//! Row-level three-way merge of one table.

use std::collections::{BTreeMap, BTreeSet};

use serde::{Deserialize, Serialize};
use tracing::debug;

use ply_db::{split_row, Conflict, Schema, Table};
use ply_diff::{diff_all, DiffConfig};
use ply_value::Value;

use crate::error::{MergeError, MergeResult};

/// What a merge did to one table.
#[derive(Clone, Copy, Debug, PartialEq, Eq, Serialize, Deserialize)]
pub enum TableMergeOp {
    Added,
    Removed,
    Modified,
}

/// Per-table merge accounting, counted relative to the merge base.
#[derive(Clone, Debug, PartialEq, Eq, Serialize, Deserialize)]
pub struct MergeStats {
    pub operation: TableMergeOp,
    pub adds: u64,
    pub deletes: u64,
    pub modifications: u64,
    pub conflicts: u64,
}

impl MergeStats {
    pub fn new(operation: TableMergeOp) -> Self {
        Self {
            operation,
            adds: 0,
            deletes: 0,
            modifications: 0,
            conflicts: 0,
        }
    }
}

/// Rows whose key is new, gone or changed on one side: key → that side's
/// row value, `None` when the side deleted it.
pub type RowChanges = BTreeMap<Value, Option<Value>>;

/// Collect the row changes from `base` to `side` using the list diff.
///
/// Rows are sorted by key, so a changed row shows up as a deletion and an
/// insertion of the same key inside one splice; the insertion wins. A coarse
/// splice can cover rows that did not change, so every candidate is checked
/// against the base row before it is reported.
pub fn changed_rows(base: &Table, side: &Table, config: &DiffConfig) -> MergeResult<RowChanges> {
    let mut candidates = RowChanges::new();
    for s in diff_all(base.rows(), side.rows(), config)? {
        for row in base.rows().iter_from(s.splice_at)?.take(s.delete_count as usize) {
            let row = row?;
            let (key, _) = split_row(&row)?;
            candidates.insert(key.clone(), None);
        }
        for row in side.rows().iter_from(s.insert_from)?.take(s.insert_count as usize) {
            let row = row?;
            let (key, value) = split_row(&row)?;
            candidates.insert(key.clone(), Some(value.clone()));
        }
    }

    let mut out = RowChanges::new();
    for (key, row) in candidates {
        if base.get_row(&key)? != row {
            out.insert(key, row);
        }
    }
    Ok(out)
}

/// Count `changes` as adds, deletes and modifications against `base`.
pub fn stats_for(base: &Table, changes: &RowChanges, operation: TableMergeOp) -> MergeResult<MergeStats> {
    let mut stats = MergeStats::new(operation);
    for (key, row) in changes {
        match (base.get_row(key)?.is_some(), row.is_some()) {
            (false, true) => stats.adds += 1,
            (true, true) => stats.modifications += 1,
            (true, false) => stats.deletes += 1,
            (false, false) => {}
        }
    }
    Ok(stats)
}

fn merge_schema(name: &str, base: &Schema, ours: &Schema, theirs: &Schema) -> MergeResult<Schema> {
    if ours == theirs || base == theirs {
        Ok(ours.clone())
    } else if base == ours {
        Ok(theirs.clone())
    } else {
        Err(MergeError::SchemaConflict {
            table: name.to_string(),
        })
    }
}

/// Three-way merge of a table changed on both sides.
///
/// Changes made on only one side are applied. The same change on both sides
/// applies once. Different changes to the same key keep our row and record a
/// [`Conflict`].
pub fn merge_table(
    name: &str,
    base: &Table,
    ours: &Table,
    theirs: &Table,
    config: &DiffConfig,
) -> MergeResult<(Table, MergeStats)> {
    let schema = merge_schema(name, base.schema(), ours.schema(), theirs.schema())?;
    let ours_changes = changed_rows(base, ours, config)?;
    let theirs_changes = changed_rows(base, theirs, config)?;

    let mut merged = ours.with_schema(schema);
    let mut stats = MergeStats::new(TableMergeOp::Modified);
    let mut conflicts = Vec::new();

    for (key, theirs_row) in theirs_changes {
        match ours_changes.get(&key) {
            Some(ours_row) if *ours_row == theirs_row => {}
            Some(ours_row) => conflicts.push(Conflict {
                base: base.get_row(&key)?,
                ours: ours_row.clone(),
                theirs: theirs_row,
                key,
            }),
            None => {
                let in_base = base.get_row(&key)?.is_some();
                merged = match theirs_row {
                    Some(value) => {
                        if in_base {
                            stats.modifications += 1;
                        } else {
                            stats.adds += 1;
                        }
                        merged.put_row(key, value)?
                    }
                    None => {
                        stats.deletes += 1;
                        merged.delete_row(&key)?
                    }
                };
            }
        }
    }

    stats.conflicts = conflicts.len() as u64;
    if !conflicts.is_empty() {
        let fresh: BTreeSet<&Value> = conflicts.iter().map(|c| &c.key).collect();
        let mut all: Vec<Conflict> = merged
            .conflicts()?
            .into_iter()
            .filter(|c| !fresh.contains(&c.key))
            .collect();
        all.extend(conflicts);
        merged = merged.with_conflicts(all)?;
    }
    debug!(
        table = name,
        adds = stats.adds,
        deletes = stats.deletes,
        modifications = stats.modifications,
        conflicts = stats.conflicts,
        "merged table"
    );
    Ok((merged, stats))
}
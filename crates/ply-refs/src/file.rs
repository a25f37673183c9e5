//! File-backed reference store.
//!
//! Refs live in `<root>/refs.json` and the repo state in
//! `<root>/repo_state.json`. Every mutation is applied to a copy of the
//! current table, written to a temporary file and renamed over the old one;
//! the in-memory table only changes once the rename succeeded.

use std::collections::BTreeMap;
use std::fs;
use std::io::{self, Write};
use std::path::{Path, PathBuf};
use std::sync::Mutex;

use serde::de::DeserializeOwned;
use serde::Serialize;
use tracing::debug;

use ply_types::Hash;

use crate::error::{RefError, RefResult};
use crate::table::RefTable;
use crate::traits::RefStore;
use crate::types::{Ref, RepoState};

const REFS_FILE: &str = "refs.json";
const STATE_FILE: &str = "repo_state.json";

/// A [`RefStore`] persisted as JSON files under one directory.
#[derive(Debug)]
pub struct FileRefStore {
    root: PathBuf,
    table: Mutex<RefTable>,
}

impl FileRefStore {
    /// Open (or create) a ref store rooted at `root`.
    pub fn open(root: impl AsRef<Path>) -> RefResult<Self> {
        let root = root.as_ref().to_path_buf();
        fs::create_dir_all(&root)?;
        let refs: BTreeMap<String, Ref> =
            read_json(&root.join(REFS_FILE))?.unwrap_or_default();
        let state: Option<RepoState> = read_json(&root.join(STATE_FILE))?;
        debug!(root = %root.display(), refs = refs.len(), "opened ref store");
        Ok(Self {
            root,
            table: Mutex::new(RefTable { refs, state }),
        })
    }

    pub fn root(&self) -> &Path {
        &self.root
    }

    /// Apply `f` to a copy of the table, persist what changed, then commit
    /// the copy.
    fn mutate<T>(&self, f: impl FnOnce(&mut RefTable) -> RefResult<T>) -> RefResult<T> {
        let mut table = self.table.lock().expect("lock poisoned");
        let mut next = table.clone();
        let out = f(&mut next)?;
        if next.refs != table.refs {
            write_json(&self.root, REFS_FILE, &next.refs)?;
        }
        if next.state != table.state {
            write_json(&self.root, STATE_FILE, &next.state)?;
        }
        *table = next;
        Ok(out)
    }
}

fn read_json<T: DeserializeOwned>(path: &Path) -> RefResult<Option<T>> {
    match fs::read(path) {
        Ok(bytes) => serde_json::from_slice(&bytes)
            .map(Some)
            .map_err(|e| RefError::Serialization(format!("{}: {e}", path.display()))),
        Err(e) if e.kind() == io::ErrorKind::NotFound => Ok(None),
        Err(e) => Err(e.into()),
    }
}

fn write_json<T: Serialize>(dir: &Path, file: &str, value: &T) -> RefResult<()> {
    let bytes =
        serde_json::to_vec_pretty(value).map_err(|e| RefError::Serialization(e.to_string()))?;
    let mut tmp = tempfile::NamedTempFile::new_in(dir)?;
    tmp.write_all(&bytes)?;
    tmp.as_file().sync_data()?;
    tmp.persist(dir.join(file)).map_err(|e| RefError::Io(e.error))?;
    Ok(())
}

impl RefStore for FileRefStore {
    fn read_ref(&self, name: &str) -> RefResult<Option<Ref>> {
        Ok(self.table.lock().expect("lock poisoned").read(name))
    }

    fn write_ref(&self, name: &str, reference: &Ref) -> RefResult<()> {
        self.mutate(|t| t.write(name, reference))
    }

    fn compare_and_set_ref(
        &self,
        name: &str,
        expected: Option<Hash>,
        reference: &Ref,
    ) -> RefResult<()> {
        self.mutate(|t| t.compare_and_set(name, expected, reference))
    }

    fn delete_ref(&self, name: &str) -> RefResult<bool> {
        self.mutate(|t| t.delete(name))
    }

    fn list_refs(&self, prefix: &str) -> RefResult<Vec<(String, Ref)>> {
        Ok(self.table.lock().expect("lock poisoned").list(prefix))
    }

    fn repo_state(&self) -> RefResult<Option<RepoState>> {
        Ok(self.table.lock().expect("lock poisoned").state.clone())
    }

    fn init_repo_state(&self, state: RepoState) -> RefResult<()> {
        self.mutate(|t| t.init_state(state))
    }

    fn update_repo_state(&self, expected: &RepoState, new: RepoState) -> RefResult<()> {
        self.mutate(|t| t.update_state(expected, new))
    }
}

#[cfg(test)]
mod tests {
    use super::*;

    fn h(n: u8) -> Hash {
        Hash::from_raw([n; 32])
    }

    #[test]
    fn survives_reopen() {
        let dir = tempfile::tempdir().unwrap();
        {
            let store = FileRefStore::open(dir.path()).unwrap();
            store.write_ref("refs/heads/main", &Ref::branch("main", h(1))).unwrap();
            store.write_ref("refs/tags/v1", &Ref::tag("v1", h(2))).unwrap();
            store.init_repo_state(RepoState::new("main", h(3))).unwrap();
        }
        let store = FileRefStore::open(dir.path()).unwrap();
        assert_eq!(
            store.read_ref("refs/heads/main").unwrap().unwrap().target_hash(),
            h(1)
        );
        assert_eq!(store.tags().unwrap().len(), 1);
        assert_eq!(store.repo_state().unwrap().unwrap().working, h(3));
    }

    #[test]
    fn failed_update_changes_nothing_on_disk() {
        let dir = tempfile::tempdir().unwrap();
        let store = FileRefStore::open(dir.path()).unwrap();
        let initial = RepoState::new("main", h(1));
        store.init_repo_state(initial.clone()).unwrap();
        let before = fs::read(dir.path().join(STATE_FILE)).unwrap();

        let stale = RepoState::new("main", h(9));
        assert!(matches!(
            store.update_repo_state(&stale, RepoState::new("main", h(5))),
            Err(RefError::StaleState)
        ));
        assert_eq!(fs::read(dir.path().join(STATE_FILE)).unwrap(), before);
    }

    #[test]
    fn corrupt_file_is_a_serialization_error() {
        let dir = tempfile::tempdir().unwrap();
        fs::write(dir.path().join(REFS_FILE), b"{not json").unwrap();
        assert!(matches!(
            FileRefStore::open(dir.path()),
            Err(RefError::Serialization(_))
        ));
    }
}
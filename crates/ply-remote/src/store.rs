use std::collections::HashSet;
use std::sync::Arc;

use tokio::runtime::{Builder, Runtime};
use tracing::{trace, warn};

use ply_store::{Chunk, ChunkStore, StoreError, StoreResult};
use ply_types::Hash;

use crate::codec::{ChunkCodec, RemoteConfig};
use crate::error::{RemoteError, RemoteResult};
use crate::message::ChunkMessage;
use crate::transport::ChunkTransport;

/// A [`ChunkStore`] whose chunks live behind a [`ChunkTransport`].
///
/// Calls block on a private single-threaded runtime, so the store must not
/// be used from inside another tokio runtime's async context.
pub struct RemoteChunkStore {
    transport: Arc<dyn ChunkTransport>,
    codec: ChunkCodec,
    runtime: Runtime,
}

impl RemoteChunkStore {
    pub fn new(transport: Arc<dyn ChunkTransport>, config: &RemoteConfig) -> RemoteResult<Self> {
        let runtime = Builder::new_current_thread().enable_all().build()?;
        Ok(Self {
            transport,
            codec: ChunkCodec::new(config),
            runtime,
        })
    }

    /// Send one request and wait for its reply. Error replies become
    /// [`RemoteError::Remote`].
    pub fn request(&self, msg: &ChunkMessage) -> RemoteResult<ChunkMessage> {
        let frame = self.codec.encode(msg)?;
        trace!(request = msg.type_name(), bytes = frame.len(), "remote chunk request");
        let reply = self.runtime.block_on(self.transport.call(frame))?;
        let (reply, _) = self.codec.decode(&reply)?;
        match reply {
            ChunkMessage::Error { code, message } => Err(RemoteError::Remote { code, message }),
            reply => Ok(reply),
        }
    }

    fn fetch(&self, hashes: &[Hash]) -> RemoteResult<Vec<Chunk>> {
        match self.request(&ChunkMessage::GetChunks { hashes: hashes.to_vec() })? {
            ChunkMessage::GetChunksResponse { mut chunks } => {
                for chunk in &chunks {
                    chunk.verify()?;
                }
                let wanted: HashSet<Hash> = hashes.iter().copied().collect();
                let received = chunks.len();
                chunks.retain(|c| wanted.contains(&c.hash()));
                if chunks.len() < received {
                    warn!(dropped = received - chunks.len(), "remote sent unrequested chunks");
                }
                Ok(chunks)
            }
            other => Err(unexpected("GetChunksResponse", &other)),
        }
    }

    fn absent(&self, hashes: &[Hash]) -> RemoteResult<HashSet<Hash>> {
        match self.request(&ChunkMessage::HasChunks { hashes: hashes.to_vec() })? {
            ChunkMessage::HasChunksResponse { absent } => Ok(absent.into_iter().collect()),
            other => Err(unexpected("HasChunksResponse", &other)),
        }
    }

    fn send(&self, chunks: Vec<Chunk>) -> RemoteResult<()> {
        match self.request(&ChunkMessage::PutChunks { chunks })? {
            ChunkMessage::PutChunksResponse { .. } => Ok(()),
            other => Err(unexpected("PutChunksResponse", &other)),
        }
    }
}

fn unexpected(expected: &'static str, actual: &ChunkMessage) -> RemoteError {
    RemoteError::UnexpectedResponse {
        expected,
        actual: actual.type_name(),
    }
}

fn backend(e: RemoteError) -> StoreError {
    match e {
        RemoteError::Store(e) => e,
        other => StoreError::Backend(other.to_string()),
    }
}

impl ChunkStore for RemoteChunkStore {
    fn get(&self, hash: &Hash) -> StoreResult<Option<Chunk>> {
        Ok(self
            .fetch(std::slice::from_ref(hash))
            .map_err(backend)?
            .into_iter()
            .find(|c| c.hash() == *hash))
    }

    fn put(&self, chunk: Chunk) -> StoreResult<()> {
        chunk.verify()?;
        self.send(vec![chunk]).map_err(backend)
    }

    fn has(&self, hash: &Hash) -> StoreResult<bool> {
        Ok(self
            .absent(std::slice::from_ref(hash))
            .map_err(backend)?
            .is_empty())
    }

    fn has_many(&self, hashes: &[Hash]) -> StoreResult<HashSet<Hash>> {
        self.absent(hashes).map_err(backend)
    }

    fn get_many(&self, hashes: &[Hash]) -> StoreResult<Vec<Chunk>> {
        self.fetch(hashes).map_err(backend)
    }

    fn put_many(&self, chunks: Vec<Chunk>) -> StoreResult<()> {
        for chunk in &chunks {
            chunk.verify()?;
        }
        self.send(chunks).map_err(backend)
    }
}
//! Versioned tables for ply.
//!
//! A [`RootValue`] maps table names to [`Table`]s. A [`Commit`] snapshots a
//! root value together with its parent commits; branches and tags name
//! commits. A [`RepoEnv`] adds the per-session pointers: the working root
//! that edits land in, the staged root that the next commit will record, and
//! the checked-out branch whose head commit supplies the head root.
//!
//! # Key Types
//!
//! - [`Table`] / [`Schema`] / [`Conflict`]: key-sorted rows plus merge conflicts
//! - [`RootValue`]: name → table ref map
//! - [`Commit`] / [`CommitMeta`] / [`Tag`]: history
//! - [`CommitSpec`]: `HEAD~2`, `main^2`, tag names, hashes
//! - [`Database`]: commit graph queries and branch moves
//! - [`RepoEnv`]: working/staged/head roots of one session

pub mod commit;
pub mod commit_spec;
pub mod database;
pub mod env;
pub mod error;
pub mod root;
pub mod table;

pub use commit::{is_commit_ref, Commit, CommitMeta, Tag};
pub use commit_spec::{AncestorStep, CommitSpec, SpecBase};
pub use database::Database;
pub use env::{RepoEnv, RootKind};
pub use error::{DbError, DbResult};
pub use root::{move_tables_between_roots, union_table_names, RootValue};
pub use table::{split_row, Column, ColumnKind, Conflict, Schema, Table};
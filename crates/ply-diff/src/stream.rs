use std::thread::{self, JoinHandle};

use crossbeam_channel::{bounded, Receiver};
use tracing::warn;

use ply_list::List;

use crate::cancel::CancelToken;
use crate::error::{DiffError, DiffResult};
use crate::splice::Splice;
use crate::tree_diff::{diff, DiffConfig};

/// A diff running on its own thread, read as an iterator of splices.
///
/// The iterator ends after the last splice, or yields the diff's error once
/// the splices produced before it have been read. Dropping the stream
/// cancels the diff and waits for the thread to finish.
pub struct DiffStream {
    rx: Option<Receiver<Splice>>,
    cancel: CancelToken,
    handle: Option<JoinHandle<DiffResult<()>>>,
}

impl DiffStream {
    /// Start diffing `before` against `after`, buffering up to `buffer`
    /// splices ahead of the reader.
    pub fn spawn(before: List, after: List, config: DiffConfig, buffer: usize) -> Self {
        let (tx, rx) = bounded(buffer.max(1));
        let cancel = CancelToken::new();
        let worker_cancel = cancel.clone();
        let handle = thread::spawn(move || diff(&before, &after, &config, &worker_cancel, &tx));
        Self {
            rx: Some(rx),
            cancel,
            handle: Some(handle),
        }
    }

    /// Ask the worker to stop; splices already buffered are still returned.
    pub fn cancel(&self) {
        self.cancel.cancel();
    }

    fn join(&mut self) -> DiffResult<()> {
        match self.handle.take() {
            Some(handle) => handle.join().unwrap_or(Err(DiffError::WorkerPanicked)),
            None => Ok(()),
        }
    }
}

impl Iterator for DiffStream {
    type Item = DiffResult<Splice>;

    fn next(&mut self) -> Option<Self::Item> {
        let rx = self.rx.as_ref()?;
        match rx.recv() {
            Ok(splice) => Some(Ok(splice)),
            Err(_) => {
                self.rx = None;
                self.join().err().map(Err)
            }
        }
    }
}

impl Drop for DiffStream {
    fn drop(&mut self) {
        self.cancel.cancel();
        self.rx = None;
        if let Err(e) = self.join() {
            if !matches!(e, DiffError::Cancelled) {
                warn!(error = %e, "diff stream dropped with error");
            }
        }
    }
}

The task: In the answer, the lines from the first line of the data above through the line containing "use ply_value::Value;" must appear exactly as written, with nothing else.

Solution to the problem:
//! Row-level three-way merge of one table.

use std::collections::{BTreeMap, BTreeSet};

use serde::{Deserialize, Serialize};
use tracing::debug;

use ply_db::{split_row, Conflict, Schema, Table};
use ply_diff::{diff_all, DiffConfig};
use ply_value::Value;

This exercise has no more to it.